The Black AngelsHo amato visceralmente i Black Angels di “Passover” (2006) e “Directions To See A Ghost” (2008) ma, forse proprio per questa ragione, non sono riuscito a reagire altrettanto bene all’ascolto del terzo capitolo della loro avvincente saga, il nuovo “Phosphene Dream”, uscito in CD e LP ormai da qualche settimana per la risorta Blue Horizon, label dal passato importante la cui esperienza si riteneva ormai archiviata per sempre. Medesimo package dei due precedenti lavori su Light In The Attic, quasi a voler sottolineare un senso di continuità nel comune progetto grafico, ma un impianto strutturale e strumentale del tutto diverso. Qualcuno ha voluto a tutti i costi vedere nella pulizia del suono, nella semplicità di fondo delle tracce, negli ammiccamenti al pop ed al garage degli anni sessanta, un passo avanti nella ricerca di una forma canzone più accessibile al gusto di un pubblico un po’ meno “sfasato”…  Chi invece ha amato le lunghe dilatazioni psichedeliche dei precedenti lavori, e lo spirito più anarchico, libero e selvatico che le permeava, avrà modo di sobbalzare sulla poltrona solo con l’iniziale, splendida Bad Vibrations. Ma sarà una pillola dolcissima che renderà il boccone ancora più amaro. Nulla di drammatico, per carità: ne uscissero più spesso, per certi versi, di dischi così! Ma l’amante tradito dalla cortigiana prediletta, si sa, vede nera ogni sfumatura di grigio.

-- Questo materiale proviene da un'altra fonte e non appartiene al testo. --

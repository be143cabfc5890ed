//! Archetype presets stored under `<workspace>/archetypes/`
//!
//! Each archetype lives in its own file named
//! `<ordinal>_<label>_<kind>.dsl`, e.g. `1_microservice_container.dsl` or
//! `4_https_relationship.dsl`. Ordinals form one sequence shared by every
//! kind and reflect creation order.

use std::fmt;
use std::fs;
use std::path::{Path, PathBuf};
use std::str::FromStr;

use serde::{Deserialize, Serialize};
use tracing::debug;

use crate::naming::to_kebab_case;
use crate::prompt::Choice;

/// Archetypes folder inside the workspace directory
pub const ARCHETYPES_FOLDER: &str = "archetypes";

/// Model systems folder inside the workspace directory
pub const SYSTEMS_FOLDER: &str = "model/systems";

/// Element kind an archetype (or scanned file) is based on
#[derive(Debug, Clone, Copy, PartialEq, Eq, Hash, Serialize, Deserialize)]
#[serde(rename_all = "camelCase")]
pub enum BaseElement {
    Container,
    Component,
    SoftwareSystem,
    Relationship,
}

impl BaseElement {
    pub const ALL: [BaseElement; 4] = [
        BaseElement::Container,
        BaseElement::Component,
        BaseElement::SoftwareSystem,
        BaseElement::Relationship,
    ];

    /// Name used in file names and DSL (`container`, `softwareSystem`, ...)
    pub fn as_str(&self) -> &'static str {
        match self {
            BaseElement::Container => "container",
            BaseElement::Component => "component",
            BaseElement::SoftwareSystem => "softwareSystem",
            BaseElement::Relationship => "relationship",
        }
    }
}

impl fmt::Display for BaseElement {
    fn fmt(&self, f: &mut fmt::Formatter<'_>) -> fmt::Result {
        f.write_str(self.as_str())
    }
}

impl FromStr for BaseElement {
    type Err = String;

    fn from_str(s: &str) -> Result<Self, Self::Err> {
        BaseElement::ALL
            .into_iter()
            .find(|kind| kind.as_str() == s)
            .ok_or_else(|| format!("Unknown element kind: {s}"))
    }
}

/// A file-backed element discovered by scanning the workspace tree
#[derive(Debug, Clone, PartialEq, Eq, Serialize)]
pub struct WorkspaceElement {
    pub name: String,
    pub parent: Option<String>,
    pub element: BaseElement,
    pub path: PathBuf,
}

/// An archetype offered in a picker
#[derive(Debug, Clone, PartialEq, Eq, Serialize)]
#[serde(rename_all = "camelCase")]
pub struct ArchetypeChoice {
    pub position: u32,
    pub label: String,
    /// Label for element archetypes, `--label->` for relationship archetypes
    pub representation: String,
    pub base_element: BaseElement,
    pub path: PathBuf,
}

impl ArchetypeChoice {
    pub fn to_choice(&self) -> Choice {
        Choice::new(self.representation.clone(), self.label.clone())
    }
}

/// Split `<ordinal>_<label>_<kind>.dsl` into its parts.
pub fn parse_archetype_file_name(file_name: &str) -> Option<(u32, String, BaseElement)> {
    let stem = file_name.strip_suffix(".dsl")?;
    let (ordinal, rest) = stem.split_once('_')?;
    let (label, kind) = rest.rsplit_once('_')?;

    let position = ordinal.parse::<u32>().ok()?;
    let base_element = kind.parse::<BaseElement>().ok()?;
    if label.is_empty() {
        return None;
    }

    Some((position, label.to_string(), base_element))
}

/// File name for a new archetype
pub fn archetype_file_name(position: u32, label: &str, base_element: BaseElement) -> String {
    format!("{position}_{label}_{base_element}.dsl")
}

/// Every archetype in the workspace, ordered by position then file name.
///
/// Never fails: a missing or unreadable folder yields an empty list, and
/// files that do not follow the naming grammar are ignored.
pub fn list_archetypes(workspace_path: &Path) -> Vec<ArchetypeChoice> {
    let dir = workspace_path.join(ARCHETYPES_FOLDER);
    let entries = match fs::read_dir(&dir) {
        Ok(entries) => entries,
        Err(e) => {
            debug!("No archetypes at {:?}: {}", dir, e);
            return Vec::new();
        }
    };

    let mut files: Vec<(String, PathBuf)> = entries
        .filter_map(|entry| entry.ok())
        .filter(|entry| entry.path().is_file())
        .map(|entry| (entry.file_name().to_string_lossy().to_string(), entry.path()))
        .collect();
    files.sort();

    let mut archetypes: Vec<ArchetypeChoice> = files
        .into_iter()
        .filter_map(|(file_name, path)| match parse_archetype_file_name(&file_name) {
            Some((position, label, base_element)) => {
                let representation = match base_element {
                    BaseElement::Relationship => format!("--{label}->"),
                    _ => label.clone(),
                };
                Some(ArchetypeChoice {
                    position,
                    label,
                    representation,
                    base_element,
                    path,
                })
            }
            None => {
                debug!("Ignoring archetype file with unexpected name: {}", file_name);
                None
            }
        })
        .collect();

    // Stable, so equal positions keep file name order
    archetypes.sort_by_key(|archetype| archetype.position);
    archetypes
}

/// Archetypes of one kind, projected to workspace elements.
pub fn resolve_available_archetype_elements(
    workspace_path: &Path,
    element: BaseElement,
) -> Vec<WorkspaceElement> {
    list_archetypes(workspace_path)
        .into_iter()
        .filter(|archetype| archetype.base_element == element)
        .map(|archetype| WorkspaceElement {
            name: archetype.label,
            parent: None,
            element: archetype.base_element,
            path: archetype.path,
        })
        .collect()
}

/// Picker choices for the given kinds, relationship arrows included.
pub fn archetype_choices(workspace_path: &Path, kinds: &[BaseElement]) -> Vec<Choice> {
    list_archetypes(workspace_path)
        .iter()
        .filter(|archetype| kinds.contains(&archetype.base_element))
        .map(ArchetypeChoice::to_choice)
        .collect()
}

/// Position for the next archetype: one past the count of every kind.
pub fn next_archetype_position(workspace_path: &Path) -> u32 {
    list_archetypes(workspace_path).len() as u32 + 1
}

/// Software systems as found on disk under `model/systems/<system>.dsl`.
pub fn resolve_systems(workspace_path: &Path) -> Vec<WorkspaceElement> {
    scan_dsl_files(&workspace_path.join(SYSTEMS_FOLDER), None, BaseElement::SoftwareSystem)
}

/// Containers of a system as found on disk under
/// `model/systems/<system>/<container>.dsl`.
///
/// Complements the snapshot, which lags behind until the workspace is
/// rebuilt.
pub fn resolve_system_containers(workspace_path: &Path, system_name: &str) -> Vec<WorkspaceElement> {
    let dir = workspace_path.join(SYSTEMS_FOLDER).join(to_kebab_case(system_name));
    scan_dsl_files(&dir, Some(system_name), BaseElement::Container)
}

fn scan_dsl_files(dir: &Path, parent: Option<&str>, element: BaseElement) -> Vec<WorkspaceElement> {
    let Ok(entries) = fs::read_dir(dir) else {
        return Vec::new();
    };

    let mut elements: Vec<WorkspaceElement> = entries
        .filter_map(|entry| entry.ok())
        .map(|entry| entry.path())
        .filter(|path| path.is_file() && path.extension().is_some_and(|ext| ext == "dsl"))
        .filter_map(|path| {
            let name = path.file_stem()?.to_str()?.to_string();
            Some(WorkspaceElement {
                name,
                parent: parent.map(str::to_string),
                element,
                path,
            })
        })
        .collect();
    elements.sort_by(|a, b| a.name.cmp(&b.name));
    elements
}

#[cfg(test)]
mod tests {
    use super::*;
    use tempfile::TempDir;

    fn write_archetypes(root: &Path, files: &[&str]) {
        let dir = root.join(ARCHETYPES_FOLDER);
        fs::create_dir_all(&dir).unwrap();
        for file in files {
            fs::write(dir.join(file), "archetype").unwrap();
        }
    }

    #[test]
    fn test_parse_file_name() {
        assert_eq!(
            parse_archetype_file_name("3_spring_boot_container.dsl"),
            Some((3, "spring_boot".to_string(), BaseElement::Container))
        );
        assert_eq!(
            parse_archetype_file_name("12_https_relationship.dsl"),
            Some((12, "https".to_string(), BaseElement::Relationship))
        );
        assert_eq!(parse_archetype_file_name("https_relationship.dsl"), None);
        assert_eq!(parse_archetype_file_name("1_thing_widget.dsl"), None);
        assert_eq!(parse_archetype_file_name("1_app_container.txt"), None);
    }

    #[test]
    fn test_missing_folder_is_empty() {
        let temp_dir = TempDir::new().unwrap();
        assert!(list_archetypes(temp_dir.path()).is_empty());
        assert_eq!(next_archetype_position(temp_dir.path()), 1);
    }

    #[test]
    fn test_positions_are_shared_across_kinds() {
        let temp_dir = TempDir::new().unwrap();
        write_archetypes(
            temp_dir.path(),
            &["1_app_container.dsl", "2_https_relationship.dsl", "3_saas_softwareSystem.dsl"],
        );

        assert_eq!(next_archetype_position(temp_dir.path()), 4);
    }

    #[test]
    fn test_filter_by_kind_keeps_relative_order() {
        let temp_dir = TempDir::new().unwrap();
        write_archetypes(
            temp_dir.path(),
            &[
                "1_app_container.dsl",
                "2_saas_softwareSystem.dsl",
                "3_https_relationship.dsl",
                "4_service_component.dsl",
                "5_database_container.dsl",
                "6_legacy_softwareSystem.dsl",
                "7_grpc_relationship.dsl",
            ],
        );

        let containers =
            resolve_available_archetype_elements(temp_dir.path(), BaseElement::Container);
        let names: Vec<_> = containers.iter().map(|e| e.name.as_str()).collect();
        assert_eq!(names, vec!["app", "database"]);
        assert!(containers.iter().all(|e| e.element == BaseElement::Container));
    }

    #[test]
    fn test_numeric_position_order() {
        let temp_dir = TempDir::new().unwrap();
        write_archetypes(temp_dir.path(), &["10_late_container.dsl", "2_early_container.dsl"]);

        let labels: Vec<_> = list_archetypes(temp_dir.path())
            .into_iter()
            .map(|a| a.label)
            .collect();
        assert_eq!(labels, vec!["early", "late"]);
    }

    #[test]
    fn test_relationship_representation() {
        let temp_dir = TempDir::new().unwrap();
        write_archetypes(temp_dir.path(), &["1_app_container.dsl", "2_https_relationship.dsl"]);

        let choices = archetype_choices(
            temp_dir.path(),
            &[BaseElement::Container, BaseElement::Relationship],
        );
        let labels: Vec<_> = choices.iter().map(|c| c.name.as_str()).collect();
        assert_eq!(labels, vec!["app", "--https->"]);
        assert_eq!(choices[1].value, "https");
    }

    #[test]
    fn test_system_containers_from_disk() {
        let temp_dir = TempDir::new().unwrap();
        let dir = temp_dir.path().join(SYSTEMS_FOLDER).join("internet-banking");
        fs::create_dir_all(dir.join("api")).unwrap();
        fs::write(dir.join("api.dsl"), "api").unwrap();
        fs::write(dir.join("web-app.dsl"), "web").unwrap();

        let containers = resolve_system_containers(temp_dir.path(), "Internet Banking");
        let names: Vec<_> = containers.iter().map(|e| e.name.as_str()).collect();
        assert_eq!(names, vec!["api", "web-app"]);
        assert_eq!(containers[0].parent.as_deref(), Some("Internet Banking"));
    }

    #[test]
    fn test_systems_from_disk() {
        let temp_dir = TempDir::new().unwrap();
        let dir = temp_dir.path().join(SYSTEMS_FOLDER);
        fs::create_dir_all(dir.join("internet-banking")).unwrap();
        fs::write(dir.join("internet-banking.dsl"), "system").unwrap();
        fs::write(dir.join("notes.txt"), "ignored").unwrap();

        let systems = resolve_systems(temp_dir.path());
        assert_eq!(systems.len(), 1);
        assert_eq!(systems[0].name, "internet-banking");
        assert_eq!(systems[0].element, BaseElement::SoftwareSystem);
        assert!(systems[0].parent.is_none());
    }
}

Però, lasciatemelo dire, i coretti, le svisate d’organo, la smaccata orecchiabilità di confetti in puro spirito sixities come, per citarne soltanto un paio, Sunday Afternoon o Telephone, rimangono un po’ difficili da digerire… 

Black MountainDopo un lavoro mastodontico e, per certi versi, definitivo come il precedente “In The Future” del 2008, un vero e proprio doppio di altri tempi, anche i Black Mountain hanno registrato valvole ed ingranaggi. Con il nuovissimo “Wilderness Heart”, edito in CD e vinile con coupon per il download gratuito per i soliti tipi della JagJaguwar, sono tornati ad un formato più ristretto, innanzitutto, ed hanno limato certe asperità, delimitato gli orizzonti delle proprie fughe strumentali, cercato più metodo pur mantenendo un pizzico di follia. Hanno voluto, insomma, riportare in strutture più classiche quella classicità che è già insita nel loro suono, ma lo hanno fatto senza snaturarsi, senza rincorrere improbabili chimere, senza inutili strizzatine d’occhio. Il loro hard rock psichedelico con venature progressive continua a lanciare fortissimi segnali nella potenza di brani quali Rollercoaster, Let Spirits Ride, Wilderness Heart, scoprendo anche dolcissime oasi bucoliche in Radiant Hearts, Buried By The Blues o nella conclusiva Sadie, mentre le parti vocali affidate a Stephen McBean ed alla dolcissima Amber Webber appaiono sempre più calibrate e convincenti. Chi li ha visti dal vivo nel recente tour che ha interessato anche il nostro Paese, poi, difficilmente potrà dimenticarseli.